This article was written and published by RCA.
Is your loved one in recovery from substance use disorder? Healing your family in the process means mending the bonds, embracing each other’s flaws, and growing stronger in the shared journey of recovery. Here are six tips to help you as a family begin healing together:
Deal with blame and guilt
Oftentimes family members blame themselves for the situation and may be crippled by guilt. Therapy, counseling, and support groups for families can help you deal with these emotions and allow you to move forward and make peace with the past.
Avoid continuing unhealthy patterns
Families may fall into unhealthy relational patterns created by or perpetuated by the situation. This can include unintentionally enabling the addiction. Creating a healthy environment for recovering loved ones helps heal the family, too.
Be open to community
Many families can feel lost and alone in this process. Finding family support groups that bring together people who are dealing with similar issues allows family members to hear other people’s stories and learn from other’s experiences. Recovery Centers of America offers support groups, webinars, and events to support families through this process.
Stay educated about addiction
Stay informed about addiction and recovery, as the process of managing the disease is ongoing. Staying educated can help families understand the challenges that may arise during different stages of recovery, equip them to provide ongoing support, and help them to know what to expect in order to manage their own healing in the process.
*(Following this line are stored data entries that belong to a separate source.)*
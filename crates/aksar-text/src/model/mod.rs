//! The interactive glyph model: what the pipeline hands to a host UI.

pub mod hit;

use crate::outline::BBox;
use crate::overrides::ZoneRegion;
use crate::unicode::cluster::ClusterKind;

/// One render-order glyph annotated with its logical character, role, and
/// vector geometry. Consumed immediately by the presentation layer; not
/// persisted.
#[derive(Debug, Clone, PartialEq)]
pub struct ResolvedGlyph {
    /// Stable id, assigned in render (visual) order.
    pub id: usize,
    /// Resolved logical character. Never the coeng mark.
    pub ch: char,
    /// Kind of the owning logical cluster.
    pub role: ClusterKind,
    /// True when the glyph renders a coeng+consonant subscript.
    pub is_subscript: bool,
    /// Owning logical cluster, if one matched (None only for the
    /// best-effort fallback units).
    pub cluster_id: Option<usize>,
    /// First owned codepoint index in the source string; sort by this to
    /// recover logical reading order.
    pub source_index: usize,
    /// SVG-path outline in y-down space; empty for ink-free glyphs.
    pub path_data: String,
    /// Tight bounding box of the outline.
    pub bbox: BBox,
    /// Pen position the outline was laid out at (baseline at `y`).
    pub x: f32,
    pub y: f32,
    /// Advances in pixels (engine-native sign: y positive = up).
    pub x_advance: f32,
    pub y_advance: f32,
    /// Hit zones attached by an override rule; empty = whole box.
    pub hit_zones: Vec<ZoneRegion>,
}

/// Viewport framing for the consuming UI.
#[derive(Debug, Clone, Copy, PartialEq)]
pub struct ViewBox {
    pub min_x: f32,
    pub min_y: f32,
    pub width: f32,
    pub height: f32,
}

impl ViewBox {
    pub fn zero() -> Self {
        Self {
            min_x: 0.0,
            min_y: 0.0,
            width: 0.0,
            height: 0.0,
        }
    }
}

/// The fully resolved layout of one shaped word.
#[derive(Debug, Clone, PartialEq)]
pub struct WordLayout {
    /// Normalized input text the layout was produced from.
    pub text: String,
    pub font_size: f32,
    /// Glyphs in render order.
    pub glyphs: Vec<ResolvedGlyph>,
    /// Total advance width of the word in pixels.
    pub width: f32,
}

impl WordLayout {
    /// Layout for empty input: no glyphs, no failure.
    pub fn empty(text: impl Into<String>, font_size: f32) -> Self {
        Self {
            text: text.into(),
            font_size,
            glyphs: Vec::new(),
            width: 0.0,
        }
    }

    pub fn is_empty(&self) -> bool {
        self.glyphs.is_empty()
    }

    /// Union of all inked glyph boxes, expanded by `padding` on every
    /// side. A layout with no ink yields a zero box.
    pub fn view_box(&self, padding: f32) -> ViewBox {
        let mut union: Option<BBox> = None;
        for glyph in &self.glyphs {
            if glyph.bbox.is_empty() {
                continue;
            }
            union = Some(match union {
                Some(b) => b.union(&glyph.bbox),
                None => glyph.bbox,
            });
        }
        match union {
            Some(b) => ViewBox {
                min_x: b.x1 - padding,
                min_y: b.y1 - padding,
                width: b.width() + padding * 2.0,
                height: b.height() + padding * 2.0,
            },
            None => ViewBox::zero(),
        }
    }
}

#[cfg(test)]
mod tests {
    use super::*;

    fn glyph(id: usize, bbox: BBox) -> ResolvedGlyph {
        ResolvedGlyph {
            id,
            ch: 'ក',
            role: ClusterKind::Consonant,
            is_subscript: false,
            cluster_id: Some(0),
            source_index: 0,
            path_data: "M0 0".into(),
            bbox,
            x: 0.0,
            y: 0.0,
            x_advance: 10.0,
            y_advance: 0.0,
            hit_zones: Vec::new(),
        }
    }

    #[test]
    fn view_box_unions_and_pads() {
        let layout = WordLayout {
            text: "កក".into(),
            font_size: 100.0,
            glyphs: vec![
                glyph(0, BBox {
                    x1: 0.0,
                    y1: -80.0,
                    x2: 50.0,
                    y2: 0.0,
                }),
                glyph(1, BBox {
                    x1: 50.0,
                    y1: -90.0,
                    x2: 110.0,
                    y2: 10.0,
                }),
            ],
            width: 110.0,
        };
        let vb = layout.view_box(20.0);
        assert_eq!(vb.min_x, -20.0);
        assert_eq!(vb.min_y, -110.0);
        assert_eq!(vb.width, 150.0);
        assert_eq!(vb.height, 140.0);
    }

    #[test]
    fn blank_glyphs_do_not_stretch_the_frame() {
        let mut space = glyph(1, BBox::point(60.0, 0.0));
        space.path_data.clear();
        let layout = WordLayout {
            text: "ក ".into(),
            font_size: 100.0,
            glyphs: vec![
                glyph(0, BBox {
                    x1: 0.0,
                    y1: -80.0,
                    x2: 50.0,
                    y2: 0.0,
                }),
                space,
            ],
            width: 90.0,
        };
        let vb = layout.view_box(0.0);
        assert_eq!(vb.width, 50.0);
    }

    #[test]
    fn empty_layout_has_zero_view_box() {
        let layout = WordLayout::empty("", 100.0);
        assert_eq!(layout.view_box(40.0), ViewBox::zero());
        assert!(layout.is_empty());
    }
}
Encourage open communication
Allow open and honest communication within the family. Create a safe space for everyone to express their feelings, concerns, and experiences without judgment. Communication helps build trust and fosters a supportive environment for everyone to heal.
Have healthy family activities
Host positive and enjoyable activities as a family that are not centered around alcohol. These activities can help create positive experiences, rebuild connections, and provide opportunities for bonding.